Number 6 - I love rollercoasters, but get motion sick on a carousel.  Go figure.

Number 7 - I have been blessed with professional success in my career as a CPA.  But it very nearly didn't work out that way.  And sometimes it's impossible to know what innocuous choice can change the course of your life.  Although I loved to write, and draw, and sing and act and had (only moderate) talents in these creative areas when I was young, at university I chose to major in business solely because I didn't want to remain fiscally challenged in adulthood.  I took the required accounting classes in my freshman year and found an affinity for it.  So I specialized in accounting.  When I was searching for a summer job after my freshman year, I had a choice between being a receptionist at a recruiting/temp agency that was going to charge ME a $150 placement fee to accept the position (I was too inexperienced to know how strange that was) or taking a job as a bank teller.  I felt my choice was to sit on my rear and do an easy job answering phones, or stand all day and deal with people and their money (which can be more stressful than you might at first think.)  My checking account balance nudged me to the teller job, which shortly became a long term position with the bank's accounting department, in which I met the CFO who encouraged me to take the CPA exam (I wasn't planning on it) and hooked me up with an interview at his former employer, an international auditing firm where I went to work after graduating with my degree in accounting.  The rest is history.  Sometimes I wonder how differently it could have turned out if I had taken the lazier, if more expensive, summer job.
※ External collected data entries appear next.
//! Pipeline flows through an assembled gateway
//!
//! - Dispatch and completion on a local deployment
//! - Terminal and recoverable failures (no candidates, timeout, resolution)
//! - Cloud requests parked on an exhausted budget and woken by headers
//! - Builder validation

use std::sync::atomic::{AtomicUsize, Ordering};
use std::sync::Arc;
use std::time::Duration;

use async_trait::async_trait;
use logos_core::{
    DeploymentId, DeploymentMetadata, LocalProviderConfig, Priority, ProviderKind, RequestId,
    RequestMetrics, SchedulingCandidate, SchedulingResult,
};
use logos_pipeline::{
    CompositeMonitor, ContextResolver, Classifier, Gateway, GatewayConfig, Monitor, NoopMonitor,
    PipelineError, PipelineRequest, RoutingContext, TracingMonitor,
};
use serde_json::{json, Value};

const LOCAL: DeploymentId = DeploymentId::new(10, 1);
const CLOUD: DeploymentId = DeploymentId::new(20, 2);

/// Routes on the payload's `target` field
struct TargetClassifier;

#[async_trait]
impl Classifier for TargetClassifier {
    async fn classify(&self, request: &PipelineRequest) -> anyhow::Result<Vec<SchedulingCandidate>> {
        let priority = match request.payload.get("priority").and_then(Value::as_i64) {
            Some(level) => Priority::from_level(level as i32),
            None => Priority::Normal,
        };
        let candidates = match request.payload.get("target").and_then(Value::as_str) {
            Some("local") => vec![SchedulingCandidate::new(LOCAL, 1.0, priority)],
            Some("cloud") => vec![SchedulingCandidate::new(CLOUD, 1.0, priority)],
            _ => Vec::new(),
        };
        Ok(candidates)
    }
}

/// Fails when the payload asks it to
struct StaticResolver;

#[async_trait]
impl ContextResolver for StaticResolver {
    async fn resolve(
        &self,
        request: &PipelineRequest,
        scheduling: &SchedulingResult,
    ) -> anyhow::Result<RoutingContext> {
        if request.payload.get("fail_resolution").and_then(Value::as_bool) == Some(true) {
            anyhow::bail!("no API key configured for {}", scheduling.deployment);
        }
        let (endpoint, model_name) = match scheduling.provider_kind {
            ProviderKind::Local => ("http://127.0.0.1:11434", "llama3.2:3b"),
            ProviderKind::Cloud => ("https://api.example.com/v1", "gpt-4o"),
        };
        Ok(RoutingContext {
            deployment: scheduling.deployment,
            endpoint: endpoint.to_string(),
            model_name: model_name.to_string(),
            auth: Some("secret".to_string()),
        })
    }
}

#[derive(Default)]
struct Events {
    enqueued: AtomicUsize,
    scheduled: AtomicUsize,
    completed: AtomicUsize,
    failed: AtomicUsize,
}

#[async_trait]
impl Monitor for Events {
    async fn on_enqueued(&self, _request_id: &RequestId, _candidates: &[SchedulingCandidate]) {
        self.enqueued.fetch_add(1, Ordering::SeqCst);
    }

    async fn on_scheduled(&self, _request_id: &RequestId, _scheduling: &SchedulingResult) {
        self.scheduled.fetch_add(1, Ordering::SeqCst);
    }

    async fn on_completed(&self, _deployment: DeploymentId, _metrics: &RequestMetrics) {
        self.completed.fetch_add(1, Ordering::SeqCst);
    }

    async fn on_failed(&self, _request_id: &RequestId, _error: &PipelineError) {
        self.failed.fetch_add(1, Ordering::SeqCst);
    }
}

async fn gateway(config: GatewayConfig, events: Arc<Events>) -> Gateway {
    let monitor = CompositeMonitor::new().with(events).with(Arc::new(TracingMonitor));

    Gateway::builder()
        .config(config)
        .local_provider(
            LocalProviderConfig::new(1, "ollama").with_total_vram_mb(24576).with_parallel_capacity(1),
            None,
        )
        .cloud_provider(2, "azure")
        .deployment(DeploymentMetadata::local(LOCAL, "llama3.2:3b"))
        .deployment(DeploymentMetadata::cloud(CLOUD, "gpt-4o", "gpt4o-eu"))
        .classifier(Arc::new(TargetClassifier))
        .resolver(Arc::new(StaticResolver))
        .monitor(Arc::new(monitor))
        .build()
        .await
        .unwrap()
}

fn request(id: &str, payload: Value) -> PipelineRequest {
    PipelineRequest::new(payload).with_request_id(id)
}

#[tokio::test]
async fn test_dispatch_and_complete() {
    let events = Arc::new(Events::default());
    let gateway = gateway(GatewayConfig::default(), events.clone()).await;

    let dispatch = gateway
        .pipeline()
        .process(request("req-1", json!({"target": "local", "priority": 9})))
        .await
        .unwrap();

    assert_eq!(dispatch.request_id, RequestId::from("req-1"));
    assert_eq!(dispatch.scheduling.deployment, LOCAL);
    assert_eq!(dispatch.scheduling.priority, Priority::High);
    assert!(!dispatch.scheduling.was_queued);
    assert_eq!(dispatch.routing.endpoint, "http://127.0.0.1:11434");
    assert_eq!(gateway.stats().await.num_in_flight, 1);

    let metrics = gateway.pipeline().complete(&dispatch.request_id, LOCAL).await.unwrap();
    assert_eq!(metrics.request_id, dispatch.request_id);
    assert_eq!(gateway.stats().await.num_in_flight, 0);

    assert_eq!(events.enqueued.load(Ordering::SeqCst), 1);
    assert_eq!(events.scheduled.load(Ordering::SeqCst), 1);
    assert_eq!(events.completed.load(Ordering::SeqCst), 1);
    assert_eq!(events.failed.load(Ordering::SeqCst), 0);
}

#[tokio::test]
async fn test_no_candidates_is_terminal() {
    let events = Arc::new(Events::default());
    let gateway = gateway(GatewayConfig::default(), events.clone()).await;

    let err = gateway.pipeline().process(request("req-1", json!({}))).await.unwrap_err();

    assert!(matches!(err, PipelineError::NoCandidates { ref request_id } if request_id.as_str() == "req-1"));
    assert!(!err.is_recoverable());
    assert_eq!(events.enqueued.load(Ordering::SeqCst), 0);
    assert_eq!(events.failed.load(Ordering::SeqCst), 1);
}

#[tokio::test(start_paused = true)]
async fn test_queue_timeout() {
    let events = Arc::new(Events::default());
    let gateway = gateway(GatewayConfig::default(), events.clone()).await;
    let pipeline = gateway.pipeline();

    let holder = pipeline.process(request("holder", json!({"target": "local"}))).await.unwrap();

    let err = pipeline
        .process(request("late", json!({"target": "local"})).with_timeout(Duration::from_secs(2)))
        .await
        .unwrap_err();

    let PipelineError::Timeout { request_id, waited } = err else {
        panic!("expected timeout, got {err:?}");
    };
    assert_eq!(request_id.as_str(), "late");
    assert!(waited >= Duration::from_secs(2));
    assert_eq!(gateway.queue().get_total_depth(LOCAL).await, 0);

    // The holder is unaffected and can still complete
    pipeline.complete(&holder.request_id, LOCAL).await.unwrap();
    assert_eq!(events.failed.load(Ordering::SeqCst), 1);
}

#[tokio::test]
async fn test_resolution_failure_keeps_capacity() {
    let gateway = gateway(GatewayConfig::default(), Arc::new(Events::default())).await;
    let pipeline = gateway.pipeline();

    let err = pipeline
        .process(request("req-1", json!({"target": "local", "fail_resolution": true})))
        .await
        .unwrap_err();

    let scheduling = err.held_capacity().cloned().expect("resolution failure carries the grant");
    assert!(matches!(err, PipelineError::Resolution { .. }));
    assert!(err.is_recoverable());
    assert_eq!(scheduling.deployment, LOCAL);
    assert_eq!(gateway.stats().await.num_in_flight, 1);

    pipeline.complete(&RequestId::from("req-1"), scheduling.deployment).await.unwrap();
    assert_eq!(gateway.stats().await.num_in_flight, 0);
}

#[tokio::test]
async fn test_cloud_budget_exhaustion_and_recovery() {
    let gateway = Arc::new(gateway(GatewayConfig::default(), Arc::new(Events::default())).await);

    let updated = gateway
        .pipeline()
        .report_rate_limits(CLOUD, [("x-ratelimit-remaining-requests", "5")])
        .await
        .unwrap();
    assert!(updated);

    let waiting = {
        let gateway = gateway.clone();
        tokio::spawn(async move {
            gateway.pipeline().process(request("cloud-1", json!({"target": "cloud"}))).await
        })
    };

    for _ in 0..10_000 {
        if gateway.queue().get_total_depth(CLOUD).await == 1 {
            break;
        }
        tokio::task::yield_now().await;
    }
    assert_eq!(gateway.queue().get_total_depth(CLOUD).await, 1);

    gateway
        .pipeline()
        .report_rate_limits(CLOUD, [("X-RateLimit-Remaining-Requests", "500")])
        .await
        .unwrap();

    let dispatch = waiting.await.unwrap().unwrap();
    assert_eq!(dispatch.scheduling.deployment, CLOUD);
    assert!(dispatch.scheduling.was_queued);
    assert_eq!(dispatch.routing.model_name, "gpt-4o");
}

#[tokio::test]
async fn test_rate_limits_rejected_for_local() {
    let gateway = gateway(GatewayConfig::default(), Arc::new(Events::default())).await;

    let err = gateway
        .pipeline()
        .report_rate_limits(LOCAL, [("x-ratelimit-remaining-requests", "5")])
        .await
        .unwrap_err();
    assert!(matches!(err, PipelineError::Scheduling(_)));
}

#[tokio::test]
async fn test_builder_selects_scheduler() {
    let config = GatewayConfig { scheduler_name: "first".to_string(), ..Default::default() };
    let gateway = gateway(config, Arc::new(Events::default())).await;

    assert_eq!(gateway.pipeline().scheduler().name(), "first_candidate");
    assert_eq!(gateway.registry().deployments().await.len(), 2);
}

#[tokio::test]
async fn test_builder_rejects_invalid_setup() {
    let unknown_scheduler = GatewayConfig { scheduler_name: "fastest".to_string(), ..Default::default() };
    let err = Gateway::builder()
        .config(unknown_scheduler)
        .classifier(Arc::new(TargetClassifier))
        .resolver(Arc::new(StaticResolver))
        .build()
        .await
        .err()
        .unwrap();
    assert!(err.to_string().contains("fastest"));

    let err = Gateway::builder()
        .config(GatewayConfig::default())
        .resolver(Arc::new(StaticResolver))
        .build()
        .await
        .err()
        .unwrap();
    assert!(err.to_string().contains("classifier"));

    // Deployment on a provider that was never added
    let err = Gateway::builder()
        .config(GatewayConfig::default())
        .deployment(DeploymentMetadata::local(LOCAL, "llama3.2:3b"))
        .classifier(Arc::new(TargetClassifier))
        .resolver(Arc::new(StaticResolver))
        .monitor(Arc::new(NoopMonitor))
        .build()
        .await
        .err()
        .unwrap();
    assert!(err.to_string().contains("provider"));
}
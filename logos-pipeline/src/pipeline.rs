//! Request pipeline: classification, scheduling, context resolution.
//!
//! ```text
//! PipelineRequest
//!      │
//!      ▼
//! Classifier ──► [] ──► NoCandidates
//!      │
//!      ▼
//! Scheduler::schedule ──► Timeout / NoCapacity
//!      │  (capacity now held)
//!      ▼
//! ContextResolver ──► Resolution { scheduling, .. }   (capacity still held)
//!      │
//!      ▼
//!   Dispatch ──► caller sends the request ──► Pipeline::complete
//! ```

use std::sync::Arc;

use logos_core::{
    DeploymentId, RateLimitHeaders, RequestId, RequestMetrics, Scheduler, SchedulingRequest,
};
use tracing::{debug, instrument};
use uuid::Uuid;

use crate::collaborators::{Classifier, ContextResolver, Dispatch, Monitor, PipelineRequest};
use crate::error::PipelineError;

/// Drives one request from classification to a routable deployment
pub struct Pipeline {
    classifier: Arc<dyn Classifier>,
    scheduler: Arc<dyn Scheduler>,
    resolver: Arc<dyn ContextResolver>,
    monitor: Arc<dyn Monitor>,
}

impl Pipeline {
    pub fn new(
        classifier: Arc<dyn Classifier>,
        scheduler: Arc<dyn Scheduler>,
        resolver: Arc<dyn ContextResolver>,
        monitor: Arc<dyn Monitor>,
    ) -> Self {
        Self { classifier, scheduler, resolver, monitor }
    }

    pub fn scheduler(&self) -> &Arc<dyn Scheduler> {
        &self.scheduler
    }

    /// Classify, schedule and resolve a request.
    ///
    /// On success the returned deployment holds capacity until
    /// [`Pipeline::complete`] is called. A [`PipelineError::Resolution`]
    /// also holds capacity; every other error holds none.
    #[instrument(skip_all, fields(request_id = tracing::field::Empty))]
    pub async fn process(&self, request: PipelineRequest) -> Result<Dispatch, PipelineError> {
        let request_id = request
            .request_id
            .clone()
            .unwrap_or_else(|| RequestId::new(Uuid::new_v4().to_string()));
        tracing::Span::current().record("request_id", tracing::field::display(&request_id));

        let outcome = self.run(&request_id, &request).await;
        if let Err(error) = &outcome {
            self.monitor.on_failed(&request_id, error).await;
        }
        outcome
    }

    async fn run(
        &self,
        request_id: &RequestId,
        request: &PipelineRequest,
    ) -> Result<Dispatch, PipelineError> {
        let candidates = self.classifier.classify(request).await.map_err(|source| {
            PipelineError::Classification { request_id: request_id.clone(), source }
        })?;
        if candidates.is_empty() {
            return Err(PipelineError::NoCandidates { request_id: request_id.clone() });
        }
        debug!(candidates = candidates.len(), "Classification complete");
        self.monitor.on_enqueued(request_id, &candidates).await;

        let mut scheduling_request =
            SchedulingRequest::new(request_id.clone(), candidates).with_payload(request.payload.clone());
        if let Some(timeout) = request.timeout {
            scheduling_request = scheduling_request.with_timeout(timeout);
        }

        let scheduling = self
            .scheduler
            .schedule(scheduling_request)
            .await
            .map_err(PipelineError::from_scheduling)?;
        self.monitor.on_scheduled(request_id, &scheduling).await;
        self.report_load().await;

        match self.resolver.resolve(request, &scheduling).await {
            Ok(routing) => Ok(Dispatch { request_id: request_id.clone(), scheduling, routing }),
            Err(source) => {
                Err(PipelineError::Resolution { request_id: request_id.clone(), scheduling, source })
            }
        }
    }

    /// Release the capacity held by `request_id` and record its completion
    #[instrument(skip_all, fields(request_id = %request_id, deployment = %deployment))]
    pub async fn complete(
        &self,
        request_id: &RequestId,
        deployment: DeploymentId,
    ) -> Result<RequestMetrics, PipelineError> {
        let metrics = self.scheduler.release(deployment, request_id).await?;
        self.monitor.on_completed(deployment, &metrics).await;
        self.report_load().await;
        Ok(metrics)
    }

    /// Feed a cloud response's rate-limit headers back into scheduling.
    ///
    /// Returns whether any rate-limit header was present.
    pub async fn report_rate_limits<I, K, V>(
        &self,
        deployment: DeploymentId,
        headers: I,
    ) -> Result<bool, PipelineError>
    where
        I: IntoIterator<Item = (K, V)>,
        K: AsRef<str>,
        V: AsRef<str>,
    {
        let parsed = RateLimitHeaders::from_headers(headers);
        Ok(self.scheduler.update_rate_limits(deployment, parsed).await?)
    }

    async fn report_load(&self) {
        let stats = self.scheduler.core().stats().await;
        self.monitor.on_load(stats).await;
    }
}
//! First-candidate-only policy: the top-weighted candidate or nothing.

use async_trait::async_trait;

use super::{Scheduler, SchedulerCore};
use crate::error::SchedulingError;
use crate::types::{SchedulingCandidate, SchedulingRequest, SchedulingResult};

/// Tries the highest-weighted candidate and queues on it when it is busy.
/// Lower-ranked candidates are never considered.
pub struct FirstCandidateScheduler {
    core: SchedulerCore,
}

impl FirstCandidateScheduler {
    pub fn new(core: SchedulerCore) -> Self {
        Self { core }
    }
}

#[async_trait]
impl Scheduler for FirstCandidateScheduler {
    fn core(&self) -> &SchedulerCore {
        &self.core
    }

    fn name(&self) -> &'static str {
        "first_candidate"
    }

    async fn try_schedule_immediately(
        &self,
        request: &SchedulingRequest,
    ) -> Result<Option<SchedulingResult>, SchedulingError> {
        let Some(top) = request.ranked().into_iter().next() else {
            return Ok(None);
        };

        let handle = self
            .core
            .registry()
            .provider_for(&top.deployment)
            .await
            .map_err(|e| SchedulingError::no_capacity(&request.request_id, e.to_string()))?;

        self.core.try_admit(&request.request_id, top, &handle).await
    }

    async fn queue_target(&self, request: &SchedulingRequest) -> Option<SchedulingCandidate> {
        request.ranked().into_iter().next().cloned()
    }
}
So there's a list of items mundane, maudlin or nostalgic that many people don't know about me.  Now on to the nominations, which present some difficulty because there aren't many out there following me at the moment and therefore the tag may be a bit presumptuous.  So I will simply say these are blogs I very much enjoy and I would be honored if they would accept my nomination and share a bit about themselves.

Postcards from the Edge (of the West Country)
The Open Road
Suburbane... So Close to Cool
Mojo Hannah
Just a Titch

Looking forward to learning more about you all.  And thanks again Nicki.

3 comments:

  1. Awww. Thank you for the high praise. I really don't feel worthy. So glad we stumbled upon each other in this vast web. And I completely understand #3. Not good with pills, either...

    ReplyDelete
  2. Thanks KB,
    I truly appreciate your thoughtfulness but you lost me when I read that there were rules:)

    I need to have one place where there exists very very few rules and I know you know what I mean.

    Keep the kreativity coming though because it's a great concept.

    ReplyDelete
  3. Keenie, these things about you are very interesting. I'm kind of the same way with #4.